▶ [Exercise details]:
From the first line to the last, transcribe the material exactly.

▶ [Supplied material]:

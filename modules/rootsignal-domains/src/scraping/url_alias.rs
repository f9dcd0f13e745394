use anyhow::Result;
use chrono::{DateTime, Utc};
use serde::{Deserialize, Serialize};
use sqlx::PgPool;
use url::Url;
use uuid::Uuid;

#[derive(Debug, Clone, Serialize, Deserialize, sqlx::FromRow)]
pub struct UrlAlias {
    pub id: Uuid,
    pub original_url: String,
    pub canonical_url: String,
    pub redirect_type: Option<String>,
    pub discovered_at: DateTime<Utc>,
}

impl UrlAlias {
    pub async fn create(
        original_url: &str,
        canonical_url: &str,
        redirect_type: Option<&str>,
        pool: &PgPool,
    ) -> Result<Self> {
        sqlx::query_as::<_, Self>(
            r#"
            INSERT INTO url_aliases (original_url, canonical_url, redirect_type)
            VALUES ($1, $2, $3)
            ON CONFLICT (original_url)
            DO UPDATE SET canonical_url = EXCLUDED.canonical_url,
                         redirect_type = EXCLUDED.redirect_type
            RETURNING *
            "#,
        )
        .bind(original_url)
        .bind(canonical_url)
        .bind(redirect_type)
        .fetch_one(pool)
        .await
        .map_err(Into::into)
    }

    pub async fn find_canonical(original_url: &str, pool: &PgPool) -> Result<Option<Self>> {
        sqlx::query_as::<_, Self>(
            "SELECT * FROM url_aliases WHERE original_url = $1",
        )
        .bind(original_url)
        .fetch_optional(pool)
        .await
        .map_err(Into::into)
    }

    pub async fn find_all_aliases(canonical_url: &str, pool: &PgPool) -> Result<Vec<Self>> {
        sqlx::query_as::<_, Self>(
            "SELECT * FROM url_aliases WHERE canonical_url = $1 ORDER BY discovered_at ASC",
        )
        .bind(canonical_url)
        .fetch_all(pool)
        .await
        .map_err(Into::into)
    }
}

/// Normalize a URL by lowercasing the scheme and host, removing default ports,
/// sorting query parameters, removing trailing slashes, and stripping fragments.
pub fn normalize_url(raw: &str) -> Result<String> {
    let mut parsed = Url::parse(raw)?;

    // Remove fragment
    parsed.set_fragment(None);

    // Remove default ports
    if parsed.port() == Some(80) && parsed.scheme() == "http"
        || parsed.port() == Some(443) && parsed.scheme() == "https"
    {
        let _ = parsed.set_port(None);
    }

    // Sort query parameters
    if let Some(query) = parsed.query() {
        if !query.is_empty() {
            let mut pairs: Vec<(String, String)> = parsed
                .query_pairs()
                .map(|(k, v)| (k.into_owned(), v.into_owned()))
                .collect();
            pairs.sort();
            let sorted: Vec<String> = pairs
                .iter()
                .map(|(k, v)| {
                    if v.is_empty() {
                        k.clone()
                    } else {
                        format!("{k}={v}")
                    }
                })
                .collect();
            parsed.set_query(Some(&sorted.join("&")));
        }
    }

    let mut result = parsed.to_string();

    // Remove trailing slash (unless path is just "/")
    if result.ends_with('/') && parsed.path() != "/" {
        result.pop();
    }

    Ok(result)
}
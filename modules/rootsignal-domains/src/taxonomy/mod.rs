pub mod restate;
pub mod tag;
pub mod tag_kind;

pub use restate::tags::{TagsService, TagsServiceImpl};
pub use tag::{Tag, Taggable};
pub use tag_kind::{build_tag_instructions, TagKindConfig};
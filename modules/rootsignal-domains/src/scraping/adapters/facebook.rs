use apify_client::ApifyClient;
use async_trait::async_trait;
use rootsignal_core::error::{CrawlError, CrawlResult};
use rootsignal_core::ingestor::DiscoverConfig;
use rootsignal_core::types::RawPage;
use rootsignal_core::Ingestor;

pub struct FacebookIngestor {
    client: ApifyClient,
}

impl FacebookIngestor {
    pub fn new(api_key: String) -> Self {
        Self {
            client: ApifyClient::new(api_key),
        }
    }
}

#[async_trait]
impl Ingestor for FacebookIngestor {
    async fn discover(&self, config: &DiscoverConfig) -> CrawlResult<Vec<RawPage>> {
        let handle = config
            .options
            .get("handle")
            .map(|s| s.as_str())
            .unwrap_or(&config.url);

        let page_url = if handle.starts_with("http") {
            handle.to_string()
        } else {
            format!("https://www.facebook.com/{}", handle)
        };

        let limit = config.limit as u32;

        let posts = self
            .client
            .scrape_facebook_posts(&page_url, limit)
            .await
            .map_err(|e| CrawlError::Http(Box::new(e)))?;

        let pages = posts
            .into_iter()
            .map(|post| {
                let content = post.text.clone().unwrap_or_default();
                let url = post
                    .url
                    .clone()
                    .unwrap_or_else(|| page_url.clone());

                let mut page = RawPage::new(url, &content)
                    .with_content_type("social/facebook")
                    .with_metadata("platform", serde_json::Value::String("facebook".into()));

                if let Some(name) = &post.page_name {
                    page = page.with_metadata("page_name", serde_json::Value::String(name.clone()));
                }
                if let Some(time) = &post.time {
                    page = page.with_metadata("posted_at", serde_json::Value::String(time.clone()));
                }
                if let Some(likes) = post.likes {
                    page = page.with_metadata("likes", serde_json::json!(likes));
                }
                if let Some(comments) = post.comments {
                    page = page.with_metadata("comments", serde_json::json!(comments));
                }
                if let Some(shares) = post.shares {
                    page = page.with_metadata("shares", serde_json::json!(shares));
                }
                page
            })
            .collect();

        Ok(pages)
    }

    async fn fetch_specific(&self, urls: &[String]) -> CrawlResult<Vec<RawPage>> {
        tracing::warn!(count = urls.len(), "fetch_specific not supported for Facebook; use discover()");
        Ok(Vec::new())
    }

    fn name(&self) -> &str {
        "apify_facebook"
    }
}
pub fn source_weight_buckets(weights: &[f64]) -> Vec<(String, u64)> {
    let mut buckets = vec![
        ("0-0.2".to_string(), 0u64),
        ("0.2-0.4".to_string(), 0),
        ("0.4-0.6".to_string(), 0),
        ("0.6-0.8".to_string(), 0),
        ("0.8-1.0".to_string(), 0),
    ];
    for &w in weights {
        let idx = if w < 0.2 { 0 }
            else if w < 0.4 { 1 }
            else if w < 0.6 { 2 }
            else if w < 0.8 { 3 }
            else { 4 };
        buckets[idx].1 += 1;
    }
    buckets
}

pub fn render_dashboard(data: DashboardData) -> String {
    let mut dom = VirtualDom::new_with_props(Dashboard, DashboardProps { data });
    dom.rebuild_in_place();
    render_to_html(&dom)
}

▶ [Task result]:
filename modules/rootsignal-domains/src/scraping/url_alias.rs
repository f9dcd0f13e745394
use anyhow::Result;
use chrono::{DateTime, Utc};
use serde::{Deserialize, Serialize};
use sqlx::PgPool;
use url::Url;
use uuid::Uuid;

#[derive(Debug, Clone, Serialize, Deserialize, sqlx::FromRow)]
pub struct UrlAlias {
    pub id: Uuid,
    pub original_url: String,
    pub canonical_url: String,
    pub redirect_type: Option<String>,
    pub discovered_at: DateTime<Utc>,
}

impl UrlAlias {
    pub async fn create(
        original_url: &str,
        canonical_url: &str,
        redirect_type: Option<&str>,
        pool: &PgPool,
    ) -> Result<Self> {
        sqlx::query_as::<_, Self>(
            r#"
            INSERT INTO url_aliases (original_url, canonical_url, redirect_type)
            VALUES ($1, $2, $3)
            ON CONFLICT (original_url)
            DO UPDATE SET canonical_url = EXCLUDED.canonical_url,
                         redirect_type = EXCLUDED.redirect_type
            RETURNING *
            "#,
        )
        .bind(original_url)
        .bind(canonical_url)
        .bind(redirect_type)
        .fetch_one(pool)
        .await
        .map_err(Into::into)
    }

    pub async fn find_canonical(original_url: &str, pool: &PgPool) -> Result<Option<Self>> {
        sqlx::query_as::<_, Self>(
            "SELECT * FROM url_aliases WHERE original_url = $1",
        )
        .bind(original_url)
        .fetch_optional(pool)
        .await
        .map_err(Into::into)
    }

    pub async fn find_all_aliases(canonical_url: &str, pool: &PgPool) -> Result<Vec<Self>> {
        sqlx::query_as::<_, Self>(
            "SELECT * FROM url_aliases WHERE canonical_url = $1 ORDER BY discovered_at ASC",
        )
        .bind(canonical_url)
        .fetch_all(pool)
        .await
        .map_err(Into::into)
    }
}

/// Normalize a URL by lowercasing the scheme and host, removing default ports,
/// sorting query parameters, removing trailing slashes, and stripping fragments.
pub fn normalize_url(raw: &str) -> Result<String> {
    let mut parsed = Url::parse(raw)?;

    // Remove fragment
    parsed.set_fragment(None);

    // Remove default ports
    if parsed.port() == Some(80) && parsed.scheme() == "http"
        || parsed.port() == Some(443) && parsed.scheme() == "https"
    {
        let _ = parsed.set_port(None);
    }

    // Sort query parameters
    if let Some(query) = parsed.query() {
        if !query.is_empty() {
            let mut pairs: Vec<(String, String)> = parsed
                .query_pairs()
                .map(|(k, v)| (k.into_owned(), v.into_owned()))
                .collect();
            pairs.sort();
            let sorted: Vec<String> = pairs
                .iter()
                .map(|(k, v)| {
                    if v.is_empty() {
                        k.clone()
                    } else {
                        format!("{k}={v}")
                    }
                })
                .collect();
            parsed.set_query(Some(&sorted.join("&")));
        }
    }

    let mut result = parsed.to_string();

    // Remove trailing slash (unless path is just "/")
    if result.ends_with('/') && parsed.path() != "/" {
        result.pop();
    }

    Ok(result)
}
filename modules/rootsignal-domains/src/taxonomy/mod.rs
pub mod restate;
pub mod tag;
pub mod tag_kind;

pub use restate::tags::{TagsService, TagsServiceImpl};
pub use tag::{Tag, Taggable};
pub use tag_kind::{build_tag_instructions, TagKindConfig};
filename modules/rootsignal-domains/src/scraping/adapters/facebook.rs
use apify_client::ApifyClient;
use async_trait::async_trait;
use rootsignal_core::error::{CrawlError, CrawlResult};
use rootsignal_core::ingestor::DiscoverConfig;
use rootsignal_core::types::RawPage;
use rootsignal_core::Ingestor;

pub struct FacebookIngestor {
    client: ApifyClient,
}

impl FacebookIngestor {
    pub fn new(api_key: String) -> Self {
        Self {
            client: ApifyClient::new(api_key),
        }
    }
}

#[async_trait]
impl Ingestor for FacebookIngestor {
    async fn discover(&self, config: &DiscoverConfig) -> CrawlResult<Vec<RawPage>> {
        let handle = config
            .options
            .get("handle")
            .map(|s| s.as_str())
            .unwrap_or(&config.url);

        let page_url = if handle.starts_with("http") {
            handle.to_string()
        } else {
            format!("https://www.facebook.com/{}", handle)
        };

        let limit = config.limit as u32;

        let posts = self
            .client
            .scrape_facebook_posts(&page_url, limit)
            .await
            .map_err(|e| CrawlError::Http(Box::new(e)))?;

        let pages = posts
            .into_iter()
            .map(|post| {
                let content = post.text.clone().unwrap_or_default();
                let url = post
                    .url
                    .clone()
                    .unwrap_or_else(|| page_url.clone());

                let mut page = RawPage::new(url, &content)
                    .with_content_type("social/facebook")
                    .with_metadata("platform", serde_json::Value::String("facebook".into()));

                if let Some(name) = &post.page_name {
                    page = page.with_metadata("page_name", serde_json::Value::String(name.clone()));
                }
                if let Some(time) = &post.time {
                    page = page.with_metadata("posted_at", serde_json::Value::String(time.clone()));
                }
                if let Some(likes) = post.likes {
                    page = page.with_metadata("likes", serde_json::json!(likes));
                }
                if let Some(comments) = post.comments {
                    page = page.with_metadata("comments", serde_json::json!(comments));
                }
                if let Some(shares) = post.shares {
                    page = page.with_metadata("shares", serde_json::json!(shares));
                }
                page
            })
            .collect();

        Ok(pages)
    }

    async fn fetch_specific(&self, urls: &[String]) -> CrawlResult<Vec<RawPage>> {
        tracing::warn!(count = urls.len(), "fetch_specific not supported for Facebook; use discover()");
        Ok(Vec::new())
    }

    fn name(&self) -> &str {
        "apify_facebook"
    }
}
pub fn source_weight_buckets(weights: &[f64]) -> Vec<(String, u64)> {
    let mut buckets = vec![
        ("0-0.2".to_string(), 0u64),
        ("0.2-0.4".to_string(), 0),
        ("0.4-0.6".to_string(), 0),
        ("0.6-0.8".to_string(), 0),
        ("0.8-1.0".to_string(), 0),
    ];
    for &w in weights {
        let idx = if w < 0.2 { 0 }
            else if w < 0.4 { 1 }
            else if w < 0.6 { 2 }
            else if w < 0.8 { 3 }
            else { 4 };
        buckets[idx].1 += 1;
    }
    buckets
}

pub fn render_dashboard(data: DashboardData) -> String {
    let mut dom = VirtualDom::new_with_props(Dashboard, DashboardProps { data });
    dom.rebuild_in_place();
    render_to_html(&dom)
}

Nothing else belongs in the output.